→ Exercise directions: Scan the entries below. Report each line where the string "values" occurs.

Stored records
use std::fmt;
use std::str::FromStr;

use thiserror::Error;
use web_sys::window;

pub const THEME_KEY: &str = "theme";
const DARK_CLASS: &str = "dark";
const DARK_QUERY: &str = "(prefers-color-scheme: dark)";

#[derive(Clone, Copy, Debug, PartialEq, Eq)]
pub enum Theme {
    Light,
    Dark,
}

impl Theme {
    pub fn from_dark(dark: bool) -> Self {
        if dark {
            Theme::Dark
        } else {
            Theme::Light
        }
    }

    pub fn is_dark(self) -> bool {
        self == Theme::Dark
    }

    pub fn flipped(self) -> Self {
        Theme::from_dark(!self.is_dark())
    }

    pub fn as_str(self) -> &'static str {
        match self {
            Theme::Light => "light",
            Theme::Dark => "dark",
        }
    }
}

impl fmt::Display for Theme {
    fn fmt(&self, f: &mut fmt::Formatter<'_>) -> fmt::Result {
        f.write_str(self.as_str())
    }
}

impl FromStr for Theme {
    type Err = ThemeError;

    /// Anything stored that isn't `"dark"` reads as light, the same way the
    /// stored preference has always been interpreted.
    fn from_str(s: &str) -> Result<Self, Self::Err> {
        if s.is_empty() {
            return Err(ThemeError::EmptyPreference);
        }
        Ok(Theme::from_dark(s == "dark"))
    }
}

#[derive(Debug, Error)]
pub enum ThemeError {
    #[error("local storage is not available")]
    StorageUnavailable,
    #[error("failed to write preference: {0}")]
    StorageWrite(String),
    #[error("stored preference is empty")]
    EmptyPreference,
    #[error("failed to update root class: {0}")]
    ClassList(String),
}

/// Persistent key-value storage for user preferences.
pub trait PreferenceStore {
    fn load(&self, key: &str) -> Option<String>;
    fn store(&self, key: &str, value: &str) -> Result<(), ThemeError>;
}

/// The operating system's color-scheme preference.
pub trait ColorScheme {
    fn prefers_dark(&self) -> bool;
}

/// Where the active theme is mirrored for styling.
pub trait ThemeClass {
    fn has_dark(&self) -> bool;
    fn set_dark(&self, dark: bool) -> Result<(), ThemeError>;
}

/// Resolves, applies and flips the display theme.
///
/// The same service runs once before the first render (`apply_initial`) and
/// backs the header toggle afterwards, so both paths read the stored
/// preference the same way.
pub struct ThemeService<S, C, D> {
    store: S,
    scheme: C,
    root: D,
}

impl<S, C, D> ThemeService<S, C, D>
where
    S: PreferenceStore,
    C: ColorScheme,
    D: ThemeClass,
{
    pub fn new(store: S, scheme: C, root: D) -> Self {
        Self { store, scheme, root }
    }

    pub fn resolve(&self) -> Theme {
        self.store
            .load(THEME_KEY)
            .and_then(|stored| stored.parse().ok())
            .unwrap_or_else(|| Theme::from_dark(self.scheme.prefers_dark()))
    }

    pub fn apply_initial(&self) -> Theme {
        let theme = self.resolve();
        self.mirror(theme);
        theme
    }

    pub fn current(&self) -> Theme {
        Theme::from_dark(self.root.has_dark())
    }

    pub fn toggle(&self) -> Theme {
        let next = self.current().flipped();
        self.mirror(next);
        if let Err(e) = self.store.store(THEME_KEY, next.as_str()) {
            log::warn!("theme preference not saved: {}", e);
        }
        next
    }

    fn mirror(&self, theme: Theme) {
        if let Err(e) = self.root.set_dark(theme.is_dark()) {
            log::warn!("{} theme not applied: {}", theme, e);
        }
    }
}

pub type BrowserThemeService = ThemeService<LocalStorage, MediaQuery, DocumentRoot>;

impl BrowserThemeService {
    pub fn browser() -> Self {
        ThemeService::new(LocalStorage, MediaQuery, DocumentRoot)
    }
}

pub struct LocalStorage;

impl LocalStorage {
    fn storage() -> Option<web_sys::Storage> {
        window().and_then(|w| w.local_storage().ok()).flatten()
    }
}

impl PreferenceStore for LocalStorage {
    fn load(&self, key: &str) -> Option<String> {
        Self::storage().and_then(|storage| storage.get_item(key).ok()).flatten()
    }

    fn store(&self, key: &str, value: &str) -> Result<(), ThemeError> {
        let storage = Self::storage().ok_or(ThemeError::StorageUnavailable)?;
        storage
            .set_item(key, value)
            .map_err(|e| ThemeError::StorageWrite(format!("{:?}", e)))
    }
}

pub struct MediaQuery;

impl ColorScheme for MediaQuery {
    fn prefers_dark(&self) -> bool {
        window()
            .and_then(|w| w.match_media(DARK_QUERY).ok().flatten())
            .map(|query| query.matches())
            .unwrap_or(false)
    }
}

pub struct DocumentRoot;

impl DocumentRoot {
    fn class_list() -> Option<web_sys::DomTokenList> {
        window()
            .and_then(|w| w.document())
            .and_then(|d| d.document_element())
            .map(|root| root.class_list())
    }
}

impl ThemeClass for DocumentRoot {
    fn has_dark(&self) -> bool {
        Self::class_list()
            .map(|classes| classes.contains(DARK_CLASS))
            .unwrap_or(false)
    }

    fn set_dark(&self, dark: bool) -> Result<(), ThemeError> {
        let classes = Self::class_list()
            .ok_or_else(|| ThemeError::ClassList("document has no root element".to_string()))?;
        classes
            .toggle_with_force(DARK_CLASS, dark)
            .map(|_| ())
            .map_err(|e| ThemeError::ClassList(format!("{:?}", e)))
    }
}

#[cfg(test)]
mod tests {
    use super::*;
    use std::cell::{Cell, RefCell};
    use std::collections::HashMap;

    #[derive(Default)]
    struct MemoryStore {
        values: RefCell<HashMap<String, String>>,
        disabled: bool,
    }

    impl MemoryStore {
        fn with(key: &str, value: &str) -> Self {
            let store = Self::default();
            store.values.borrow_mut().insert(key.into(), value.into());
            store
        }

        fn disabled() -> Self {
            Self {
                disabled: true,
                ..Self::default()
            }
        }
    }

    impl PreferenceStore for &MemoryStore {
        fn load(&self, key: &str) -> Option<String> {
            self.values.borrow().get(key).cloned()
        }

        fn store(&self, key: &str, value: &str) -> Result<(), ThemeError> {
            if self.disabled {
                return Err(ThemeError::StorageUnavailable);
            }
            self.values.borrow_mut().insert(key.into(), value.into());
            Ok(())
        }
    }

    struct Scheme(bool);

    impl ColorScheme for Scheme {
        fn prefers_dark(&self) -> bool {
            self.0
        }
    }

    #[derive(Default)]
    struct Root(Cell<bool>);

    impl ThemeClass for &Root {
        fn has_dark(&self) -> bool {
            self.0.get()
        }

        fn set_dark(&self, dark: bool) -> Result<(), ThemeError> {
            self.0.set(dark);
            Ok(())
        }
    }

    /// A document whose class list can't be written.
    struct Detached;

    impl ThemeClass for Detached {
        fn has_dark(&self) -> bool {
            false
        }

        fn set_dark(&self, _: bool) -> Result<(), ThemeError> {
            Err(ThemeError::ClassList("no root".to_string()))
        }
    }

    #[test]
    fn stored_preference_wins_over_os() {
        let store = MemoryStore::with(THEME_KEY, "light");
        let root = Root::default();
        let service = ThemeService::new(&store, Scheme(true), &root);

        assert_eq!(service.apply_initial(), Theme::Light);
        assert!(!root.0.get());
    }

    #[test]
    fn falls_back_to_os_when_nothing_stored() {
        let store = MemoryStore::default();
        let root = Root::default();
        let service = ThemeService::new(&store, Scheme(true), &root);

        assert_eq!(service.apply_initial(), Theme::Dark);
        assert!(root.0.get());
    }

    #[test]
    fn empty_stored_value_falls_back_to_os() {
        let store = MemoryStore::with(THEME_KEY, "");
        let root = Root::default();
        let service = ThemeService::new(&store, Scheme(true), &root);

        assert_eq!(service.resolve(), Theme::Dark);
    }

    #[test]
    fn unknown_stored_value_reads_as_light() {
        let store = MemoryStore::with(THEME_KEY, "sepia");
        let root = Root::default();
        let service = ThemeService::new(&store, Scheme(true), &root);

        assert_eq!(service.resolve(), Theme::Light);
    }

    #[test]
    fn current_reads_the_class_not_storage() {
        let store = MemoryStore::with(THEME_KEY, "light");
        let root = Root(Cell::new(true));
        let service = ThemeService::new(&store, Scheme(false), &root);

        assert_eq!(service.current(), Theme::Dark);
    }

    #[test]
    fn toggle_twice_restores_class_and_storage() {
        let store = MemoryStore::with(THEME_KEY, "dark");
        let root = Root::default();
        let service = ThemeService::new(&store, Scheme(false), &root);
        service.apply_initial();

        assert_eq!(service.toggle(), Theme::Light);
        assert_eq!(store.values.borrow()[THEME_KEY], "light");
        assert!(!root.0.get());

        assert_eq!(service.toggle(), Theme::Dark);
        assert_eq!(store.values.borrow()[THEME_KEY], "dark");
        assert!(root.0.get());
    }

    #[test]
    fn toggle_still_flips_class_without_storage() {
        let store = MemoryStore::disabled();
        let root = Root::default();
        let service = ThemeService::new(&store, Scheme(false), &root);

        assert_eq!(service.toggle(), Theme::Dark);
        assert!(root.0.get());
        assert!(store.values.borrow().is_empty());
    }

    #[test]
    fn unwritable_class_list_still_persists_choice() {
        let store = MemoryStore::default();
        let service = ThemeService::new(&store, Scheme(false), Detached);

        assert_eq!(service.apply_initial(), Theme::Light);
        assert_eq!(service.toggle(), Theme::Dark);
        assert_eq!(store.values.borrow()[THEME_KEY], "dark");
    }

    #[test]
    fn parse_rejects_empty() {
        assert!(matches!("".parse::<Theme>(), Err(ThemeError::EmptyPreference)));
        assert_eq!("dark".parse::<Theme>().unwrap(), Theme::Dark);
    }
}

→ Output of the task:
        values: RefCell<HashMap<String, String>>,
            store.values.borrow_mut().insert(key.into(), value.into());
            self.values.borrow().get(key).cloned()
            self.values.borrow_mut().insert(key.into(), value.into());
        assert_eq!(store.values.borrow()[THEME_KEY], "light");
        assert_eq!(store.values.borrow()[THEME_KEY], "dark");
        assert!(store.values.borrow().is_empty());
        assert_eq!(store.values.borrow()[THEME_KEY], "dark");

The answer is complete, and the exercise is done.